The Laser Interferometer Gravitational-wave Observatory (LIGO) project was given a major boost in November when the National Science Board met to consider LIGO and approved the new project plans. This approval included a revised construction estimate and subsequent funds for the commissioning and initial operations. The strong backing of the National Science Foundation director and staff and the strengthening of the project management were key elements in gaining the support of the National Science Board.
The pace of work on the Project has increased substantially over the past six months. Site preparation is well underway at the Washington LIGO site and should begin soon at the Louisiana site. The rough grading (the earthwork to level the foundation plane) has been completed in Washington and the site will be allowed to settle while the design of the foundations is finalized. The site in Louisiana has been purchased by Louisiana State Unviersity and leased to the NSF for LIGO. The Environmental Assessment has been completed; clearing of the site will begin as soon as the final environmental approval is given.

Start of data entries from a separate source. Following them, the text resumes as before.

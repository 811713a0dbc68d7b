//! Schema metadata for LazyRecord Rust.
//!
//! `lazyrecord-schema` is the **declaration layer**. It describes tables and their
//! columns, owns the per-column value rules and turns schemas into DDL.
//!
//! # Role In The Architecture
//!
//! - **Schema registry**: `Schema` values are built once, registered by name in a
//!   `SchemaRegistry` and shared read-only through `Arc`.
//! - **Column rules**: `ColumnDef` carries defaults, type casting, canonicalizers,
//!   deflate/inflate and validation. The record layer strings them together.
//! - **Relationships**: `RelationDef` names the columns joining two schemas.
//! - **DDL**: `DdlBuilder` implementations render `CREATE TABLE` per dialect.
//!
//! # Example
//!
//! ```
//! use lazyrecord_core::Dialect;
//! use lazyrecord_schema::{ColumnDef, Isa, Schema, SchemaRegistry, ddl_builder_for};
//!
//! let schema = Schema::builder("book")
//!     .table("books")
//!     .column(ColumnDef::new("id").isa(Isa::Int).primary(true).auto_increment(true))
//!     .column(ColumnDef::new("title").required(true))
//!     .build()
//!     .unwrap();
//! let registry = SchemaRegistry::from_schemas([schema]).unwrap();
//! let book = registry.require("book").unwrap();
//!
//! let ddl = ddl_builder_for(Dialect::Sqlite, &registry).build(&book, false).unwrap();
//! assert!(ddl[0].starts_with("CREATE TABLE \"books\""));
//! ```

pub mod column;
pub mod ddl;
pub mod isa;
pub mod registry;
pub mod relation;
pub mod schema;
pub mod validator;

pub use column::{ColumnDef, ColumnDefault, Transform, ValidValues};
pub use ddl::{DdlBuilder, MysqlDdlBuilder, PostgresDdlBuilder, SqliteDdlBuilder, ddl_builder_for};
pub use isa::Isa;
pub use registry::{SchemaLoader, SchemaRegistry};
pub use relation::{ForeignKeyRelation, RelationDef, RelationId, RelationKind};
pub use schema::{DEFAULT_SOURCE_ID, RecordView, Schema, SchemaBuilder};
pub use validator::{
    ColumnValidator, DEFAULT_VALIDATION_MESSAGE, MessageValidator, PredicateValidator,
    StructuredValidatorAdapter, ValidationContext, Validator, ValidatorRegistry,
};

A test of the beam tube design is now underway. This is a test of the design developed by our contractor (Chicago Bridge and Iron). It involves a full diameter section of beam tube approximately 40 m long, fabricated with the techniques planned for the LIGO field installation. The key aspects of the design to be tested are the leak-tightness of the welds and the outgassing of the fabricated tube. The tube is now under vacuum and a bake-out of the tube (140 C for 30 days) is planned to start in early February.
The Ralph M. Parsons Company was selected as the Achitect-Engineer for the LIGO facilities. They will design the building for the two LIGO sites, including the foundations and covers for the beam tubes. They will also take responsibility for the site planning and eventually provide management oversight for the actual construction. Parsons was selected after a nationwide solicitation and a very rigorous competition.
The final major facilities design contract is for the vacuum system, including the chambers, pumping system, and vacuum instrumentation, but excluding the beam tubes. Proposals for this contract are due in February and we hope to have the design work underway before summer.
The major highlight from the R&D program is another improvement in the sensitivity of the LIGO 40 m interferometer. New test masses were installed in the interferometer. These new test masses are of a monolithic design with the mirror surface an integral part of the test mass; the earlier test masses had a compound construction with mirrors optically contacted onto a fused silica body. The compound design appears to have been a source of noise. The interferometer now has a peak sensitivity (near 450 Hz) of 2.5 x 10-19 m/Hz1/2, expressed as an equivalent differential arm length.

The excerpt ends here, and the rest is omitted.